## Instructions for the task:
Determine the number of lines in the listing that contain "refresh". Write only that number.

—————

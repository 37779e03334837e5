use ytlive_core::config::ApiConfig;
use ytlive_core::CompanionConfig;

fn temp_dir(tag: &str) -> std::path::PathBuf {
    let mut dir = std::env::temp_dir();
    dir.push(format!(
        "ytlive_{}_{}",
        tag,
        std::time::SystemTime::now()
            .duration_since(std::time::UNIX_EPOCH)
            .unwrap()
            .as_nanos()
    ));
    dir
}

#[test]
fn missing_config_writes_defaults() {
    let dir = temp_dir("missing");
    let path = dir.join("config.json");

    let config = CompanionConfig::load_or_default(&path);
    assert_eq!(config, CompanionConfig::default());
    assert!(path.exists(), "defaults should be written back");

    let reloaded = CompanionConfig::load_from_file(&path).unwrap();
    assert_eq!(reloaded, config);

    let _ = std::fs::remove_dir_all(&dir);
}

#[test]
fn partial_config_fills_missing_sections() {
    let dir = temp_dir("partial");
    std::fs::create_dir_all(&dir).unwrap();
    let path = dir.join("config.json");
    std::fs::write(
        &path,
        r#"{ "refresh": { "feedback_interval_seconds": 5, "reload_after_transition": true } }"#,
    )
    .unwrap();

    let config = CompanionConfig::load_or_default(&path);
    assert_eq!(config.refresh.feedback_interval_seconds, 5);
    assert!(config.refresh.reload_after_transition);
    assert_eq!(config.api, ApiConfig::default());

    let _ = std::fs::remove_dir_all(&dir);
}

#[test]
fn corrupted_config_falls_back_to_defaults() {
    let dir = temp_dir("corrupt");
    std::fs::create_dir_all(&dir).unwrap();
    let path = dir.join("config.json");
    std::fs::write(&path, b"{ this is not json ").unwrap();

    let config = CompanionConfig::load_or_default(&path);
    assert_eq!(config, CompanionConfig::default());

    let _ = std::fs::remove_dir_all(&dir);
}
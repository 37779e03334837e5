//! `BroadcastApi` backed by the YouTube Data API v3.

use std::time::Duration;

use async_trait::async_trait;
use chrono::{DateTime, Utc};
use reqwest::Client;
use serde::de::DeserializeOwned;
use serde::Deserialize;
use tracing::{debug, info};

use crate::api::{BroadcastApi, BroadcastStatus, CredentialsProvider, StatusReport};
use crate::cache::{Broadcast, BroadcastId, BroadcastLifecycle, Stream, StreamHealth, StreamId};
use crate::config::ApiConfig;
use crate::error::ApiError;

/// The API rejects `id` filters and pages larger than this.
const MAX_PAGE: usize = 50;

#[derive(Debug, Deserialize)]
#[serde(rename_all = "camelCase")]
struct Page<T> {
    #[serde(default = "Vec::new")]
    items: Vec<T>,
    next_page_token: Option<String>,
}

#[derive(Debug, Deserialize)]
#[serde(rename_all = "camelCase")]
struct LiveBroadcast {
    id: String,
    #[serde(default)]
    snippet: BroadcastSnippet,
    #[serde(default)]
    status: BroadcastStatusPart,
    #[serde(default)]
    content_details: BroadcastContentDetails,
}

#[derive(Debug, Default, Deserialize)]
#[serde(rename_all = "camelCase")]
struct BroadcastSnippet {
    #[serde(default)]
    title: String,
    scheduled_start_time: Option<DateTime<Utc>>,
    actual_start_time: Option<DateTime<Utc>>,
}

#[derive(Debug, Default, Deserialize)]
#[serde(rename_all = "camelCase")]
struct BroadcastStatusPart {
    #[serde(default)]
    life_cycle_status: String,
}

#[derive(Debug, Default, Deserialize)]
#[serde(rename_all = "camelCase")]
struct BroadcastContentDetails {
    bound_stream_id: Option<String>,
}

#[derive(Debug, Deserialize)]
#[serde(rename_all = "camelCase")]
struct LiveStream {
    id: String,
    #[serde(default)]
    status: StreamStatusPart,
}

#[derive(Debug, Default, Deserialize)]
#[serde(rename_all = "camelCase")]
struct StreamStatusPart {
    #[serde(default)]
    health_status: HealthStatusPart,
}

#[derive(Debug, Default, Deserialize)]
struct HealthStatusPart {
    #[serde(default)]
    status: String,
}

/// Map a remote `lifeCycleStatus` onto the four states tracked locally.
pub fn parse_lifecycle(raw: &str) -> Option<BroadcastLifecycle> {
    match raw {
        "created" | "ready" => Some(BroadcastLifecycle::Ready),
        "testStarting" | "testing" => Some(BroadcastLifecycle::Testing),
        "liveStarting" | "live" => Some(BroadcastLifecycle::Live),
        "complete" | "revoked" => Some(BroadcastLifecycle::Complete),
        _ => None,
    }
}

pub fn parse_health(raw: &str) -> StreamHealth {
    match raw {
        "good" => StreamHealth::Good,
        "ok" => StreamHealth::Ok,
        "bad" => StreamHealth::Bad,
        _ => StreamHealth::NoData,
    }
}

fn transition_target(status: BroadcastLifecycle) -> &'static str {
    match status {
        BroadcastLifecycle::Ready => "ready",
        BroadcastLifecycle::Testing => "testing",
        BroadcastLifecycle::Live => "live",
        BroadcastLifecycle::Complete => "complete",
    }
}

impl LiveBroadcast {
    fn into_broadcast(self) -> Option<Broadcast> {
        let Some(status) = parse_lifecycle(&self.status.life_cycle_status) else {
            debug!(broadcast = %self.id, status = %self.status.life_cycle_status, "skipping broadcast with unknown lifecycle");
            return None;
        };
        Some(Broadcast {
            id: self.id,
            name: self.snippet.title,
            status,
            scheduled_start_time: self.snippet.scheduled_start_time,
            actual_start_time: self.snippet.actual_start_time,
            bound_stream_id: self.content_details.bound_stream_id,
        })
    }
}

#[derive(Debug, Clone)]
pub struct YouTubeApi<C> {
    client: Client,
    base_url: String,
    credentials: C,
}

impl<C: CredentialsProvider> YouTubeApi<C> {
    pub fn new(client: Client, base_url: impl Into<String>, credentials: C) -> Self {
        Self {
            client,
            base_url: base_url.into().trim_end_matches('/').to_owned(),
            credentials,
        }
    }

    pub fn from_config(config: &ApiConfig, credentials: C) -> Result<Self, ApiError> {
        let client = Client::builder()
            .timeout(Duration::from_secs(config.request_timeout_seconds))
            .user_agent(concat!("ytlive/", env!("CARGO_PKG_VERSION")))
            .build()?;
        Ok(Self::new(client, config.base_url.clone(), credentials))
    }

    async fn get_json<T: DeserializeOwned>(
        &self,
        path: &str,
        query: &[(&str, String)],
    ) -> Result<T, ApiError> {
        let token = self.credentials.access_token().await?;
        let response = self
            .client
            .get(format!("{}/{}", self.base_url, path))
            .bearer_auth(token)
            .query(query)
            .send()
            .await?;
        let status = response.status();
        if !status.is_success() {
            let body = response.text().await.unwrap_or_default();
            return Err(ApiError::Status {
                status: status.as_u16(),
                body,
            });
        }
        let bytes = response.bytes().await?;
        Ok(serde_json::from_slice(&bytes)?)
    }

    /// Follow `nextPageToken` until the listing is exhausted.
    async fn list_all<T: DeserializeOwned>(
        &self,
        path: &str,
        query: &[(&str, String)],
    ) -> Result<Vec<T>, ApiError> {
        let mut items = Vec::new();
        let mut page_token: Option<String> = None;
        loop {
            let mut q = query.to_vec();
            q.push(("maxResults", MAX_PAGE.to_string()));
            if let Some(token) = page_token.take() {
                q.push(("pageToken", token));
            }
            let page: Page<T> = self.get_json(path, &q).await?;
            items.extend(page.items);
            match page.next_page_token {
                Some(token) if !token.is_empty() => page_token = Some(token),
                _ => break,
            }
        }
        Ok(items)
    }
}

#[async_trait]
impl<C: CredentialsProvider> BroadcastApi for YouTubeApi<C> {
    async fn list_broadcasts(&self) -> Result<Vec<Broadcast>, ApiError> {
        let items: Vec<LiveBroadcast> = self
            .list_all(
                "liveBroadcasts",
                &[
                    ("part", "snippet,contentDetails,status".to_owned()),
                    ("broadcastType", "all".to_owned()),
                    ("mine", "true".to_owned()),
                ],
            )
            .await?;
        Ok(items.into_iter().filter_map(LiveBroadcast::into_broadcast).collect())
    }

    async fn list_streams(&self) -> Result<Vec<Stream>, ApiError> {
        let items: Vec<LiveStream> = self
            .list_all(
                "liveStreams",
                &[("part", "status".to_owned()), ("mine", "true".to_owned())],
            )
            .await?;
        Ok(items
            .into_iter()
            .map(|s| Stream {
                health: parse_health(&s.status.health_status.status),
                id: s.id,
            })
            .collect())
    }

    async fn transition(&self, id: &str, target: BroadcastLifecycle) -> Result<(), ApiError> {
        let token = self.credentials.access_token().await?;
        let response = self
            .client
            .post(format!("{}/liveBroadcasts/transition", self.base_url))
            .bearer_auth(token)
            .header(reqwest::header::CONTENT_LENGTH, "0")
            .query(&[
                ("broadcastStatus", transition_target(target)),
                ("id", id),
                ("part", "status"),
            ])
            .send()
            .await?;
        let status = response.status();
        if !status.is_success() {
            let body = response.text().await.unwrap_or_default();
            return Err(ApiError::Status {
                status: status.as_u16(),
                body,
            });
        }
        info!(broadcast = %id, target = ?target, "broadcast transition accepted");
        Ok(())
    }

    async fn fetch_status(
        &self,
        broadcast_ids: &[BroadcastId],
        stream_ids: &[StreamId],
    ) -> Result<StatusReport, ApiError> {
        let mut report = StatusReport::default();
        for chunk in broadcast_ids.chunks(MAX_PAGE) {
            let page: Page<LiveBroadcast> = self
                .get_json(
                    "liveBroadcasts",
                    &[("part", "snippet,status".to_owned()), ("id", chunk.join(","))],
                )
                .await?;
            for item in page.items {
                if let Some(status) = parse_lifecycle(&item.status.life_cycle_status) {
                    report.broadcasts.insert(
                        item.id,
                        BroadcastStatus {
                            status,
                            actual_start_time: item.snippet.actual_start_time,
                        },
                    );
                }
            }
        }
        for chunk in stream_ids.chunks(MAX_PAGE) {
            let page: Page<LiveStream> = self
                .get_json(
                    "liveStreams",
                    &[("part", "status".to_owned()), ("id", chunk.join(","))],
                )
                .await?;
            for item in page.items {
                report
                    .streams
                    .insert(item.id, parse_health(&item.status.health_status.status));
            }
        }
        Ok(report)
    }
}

—————

## Response to the exercise:
3